In March 1978, Gaylord premiered R. Murray Schafer's Adieu Robert Schumann with Maureen Forrester and NACO in Ottawa, proceeding on tour. Later that year, on 5 November, Prime Minister Pierre Trudeau invited Gaylord to play for an assembly of visiting African heads of state, where she was described as "the surprise hit... the PM's personal choice to play the piano... [and] the centre of attention." Gaylord continued to feature at the National Arts Centre, often with Forrester, for major Canadian state visits through the mid-1980s, including a performance for Chinese Premier Zhao Ziyang.

Gaylord also continued to be active in new music, featuring as a soloist with New Music Concerts in Toronto on and their 1977 European tour. She premiered David Keane's Lyra for piano and tape (1978) in January 1979 at the first annual Festival of Electronic Music, hosted by The Music Gallery in Toronto. A recording of that performance was subsequently released on the Music Gallery Editions label (MGE-29). She toured Europe in 1985 with the Canadian Electronic Ensemble (CEE), performing at the Holland Festival. CEE founding member David Jaeger, reflecting on that period in a 2021 interview, named Gaylord as one of a handful of "fabulous performers" that contemporary composers considered as ideal collaborators, describing her playing of his tone poem Quivi sospiro (1979) as "virtuoso."

In 1986, Gaylord joined the faculty of The Royal Conservatory of Music, where she continues to teach, co-authoring the institutions's piano workbooks.

She has been especially active in performing and promoting the work of Black composers and Canadian women composers, remarking that the latter was necessary "because so many are under the impression that there are no women composers in Canada." She premiered Mary Gardiner's Concerto for piano, string orchestra and drum set (1977) at the first concert dedicated to women composers' works in Toronto. With the support of a grant from the National Endowment for the Arts, she recorded Black Piano – A Treasury of Works for Solo Piano by Black Composers, featuring music by William Grant Still, Oscar Peterson, Duke Ellington, Howard Swanson, Robert Nathaniel Dett, Ulysses Kay, John Wesley Work III, and Samuel Coleridge-Taylor. The album was released on Music & Arts' "Programs of America" label (CD 737-1) in 1992, and re-released as Piano Music by William Grant Still and Other Black Composers in 1998.

Writing in The Musical Times, David Wright praised Gaylord's playing on Black Piano as consistently excellent, noting the "striking" quality of her performance of works by Peterson, Ellington, and Coleridge-Taylor in particular.

==In photography==

Gaylord is the subject of two notable black-and-white photographs by Walter Curtin that are part of the permanent collection of the National Gallery of Canada, taken when Curtin was engaged in "an extensive project documenting Canada's classical music scene" in the 1970s, with a focus on "current pianists" including Gaylord and Angela Hewitt.
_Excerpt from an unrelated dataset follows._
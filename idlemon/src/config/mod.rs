mod engine_options;

pub use engine_options::EngineOptions;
These photographs are also described and reproduced in Kenneth Winters' 1994 book Curtin Call: A Photographer's Candid View of 25 Years of Music in Canada. The first is a striking image of the performer seated at the piano, wearing a white jacket, white gloves, and a white mask, taken at Walter Hall in 1973. The second is of Gaylord and another pianist, Heléna Bowkun, at work and rest respectively, in rehearsal at the Art Gallery of Ontario for a Canadian Broadcasting Corporation concert performance of James Montgomery's Riverrun, composed for three amplified pianos.

The Toronto Public Library Digital Archive holds three further photographs of Gaylord through the Toronto Star Photograph Archive: two by photographer Boris Spremo, taken in 1977 aboard the MS Jadran, and a portrait by Dick Darrell from 1973.

==Personal life==

In the late 1970s and early 1980s, Gaylord had a romantic relationship with Pierre Trudeau, then Prime Minister of Canada, that attracted considerable public interest in Canada, making front-page news.